Dataset below:

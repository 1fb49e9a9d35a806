use core::fmt::Debug;

use embassy_time::Duration;
use embedded_hal::delay::DelayNs;
use tracing::{debug, trace};

use crate::animation::Animation;
use crate::brightness::{Brightness, Ramp};
use crate::color::BLACK;
use crate::error::Error;
use crate::provider::PixelProvider;
use crate::signal::StopSignal;
use crate::surface::RenderSurface;
use crate::transition::Transition;

/// Delay between ramp steps unless a pattern asks for another pace
pub const DEFAULT_STEP_DELAY: Duration = Duration::from_millis(10);

/// Light Engine - owns the strip state and renders it
///
/// The engine is the only writer of the surface and the only owner of the
/// global brightness. Every write is flushed before the engine waits, so the
/// strip never holds a half-written frame.
pub struct LightEngine<'a, S, P, D> {
    // External dependencies
    surface: S,
    provider: P,
    delay: D,
    stop: &'a StopSignal,

    // Internal state
    brightness: Brightness,
}

impl<'a, S, P, D> LightEngine<'a, S, P, D>
where
    S: RenderSurface,
    S::Error: Debug,
    P: PixelProvider,
    D: DelayNs,
{
    /// Create a new light engine
    ///
    /// `brightness` is staged on the surface but not flushed.
    pub fn new(
        mut surface: S,
        provider: P,
        delay: D,
        stop: &'a StopSignal,
        brightness: Brightness,
    ) -> Self {
        surface.set_brightness(brightness);
        Self {
            surface,
            provider,
            delay,
            stop,
            brightness,
        }
    }

    /// Run the startup sequence
    ///
    /// Establishes the provider's pixels with `transition` (or immediately),
    /// then runs `animation` until the stop signal is raised.
    pub fn play(
        &mut self,
        transition: Option<Transition>,
        animation: Option<Animation>,
    ) -> Result<(), Error<S::Error>> {
        match transition {
            Some(transition) => transition.run(self)?,
            None => self.render()?,
        }
        if let Some(animation) = animation {
            animation.run(self)?;
        }
        Ok(())
    }

    pub const fn brightness(&self) -> Brightness {
        self.brightness
    }

    pub fn pixel_count(&self) -> usize {
        self.surface.pixel_count()
    }

    pub fn into_surface(self) -> S {
        self.surface
    }

    /// Write every pixel from the provider and flush once
    pub fn render(&mut self) -> Result<(), Error<S::Error>> {
        for index in 0..self.surface.pixel_count() {
            self.surface
                .set_pixel(index, self.provider.pixel_color(index));
        }
        self.flush()
    }

    /// Write a single pixel from the provider and flush
    pub fn render_pixel(&mut self, index: usize) -> Result<(), Error<S::Error>> {
        self.surface
            .set_pixel(index, self.provider.pixel_color(index));
        self.flush()
    }

    /// Turn every pixel off without touching brightness, then flush
    pub fn blank(&mut self) -> Result<(), Error<S::Error>> {
        self.surface.fill(BLACK);
        self.flush()
    }

    /// Stage a new brightness without flushing it
    pub fn stage_brightness(&mut self, brightness: Brightness) {
        self.brightness = brightness;
        self.surface.set_brightness(brightness);
    }

    /// Jump to `brightness` without a ramp and flush
    pub fn snap_brightness(
        &mut self,
        brightness: Brightness,
    ) -> Result<(), Error<S::Error>> {
        self.stage_brightness(brightness);
        self.flush()
    }

    /// Move brightness to `target` one step at a time
    ///
    /// Every step is flushed and followed by a wait of `step_delay`. The
    /// last step lands exactly on `target`.
    pub fn ramp_to(
        &mut self,
        target: Brightness,
        step_delay: Duration,
    ) -> Result<(), Error<S::Error>> {
        let ramp = Ramp::new(self.brightness, target);
        debug!(
            from = self.brightness.get(),
            to = target.get(),
            steps = ramp.len(),
            "ramping brightness"
        );
        for level in ramp {
            trace!(level = level.get(), "ramp step");
            self.snap_brightness(level)?;
            self.pause(step_delay)?;
        }
        Ok(())
    }

    /// Wait for `duration`
    ///
    /// Fails with [`Error::Interrupted`] if the stop signal is raised before
    /// or during the wait.
    pub fn pause(&mut self, duration: Duration) -> Result<(), Error<S::Error>> {
        self.check_stop()?;
        let micros = u32::try_from(duration.as_micros()).unwrap_or(u32::MAX);
        self.delay.delay_us(micros);
        self.check_stop()
    }

    /// Fail with [`Error::Interrupted`] if the stop signal is raised
    pub fn check_stop(&self) -> Result<(), Error<S::Error>> {
        if self.stop.is_raised() {
            return Err(Error::Interrupted);
        }
        Ok(())
    }

    fn flush(&mut self) -> Result<(), Error<S::Error>> {
        self.surface.flush().map_err(Error::Surface)
    }
}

End of Dataset.

▶ **Your objective**
Each line above that includes the word "const" is to be copied.

▶ **Your response**
pub const DEFAULT_STEP_DELAY: Duration = Duration::from_millis(10);
    pub const fn brightness(&self) -> Brightness {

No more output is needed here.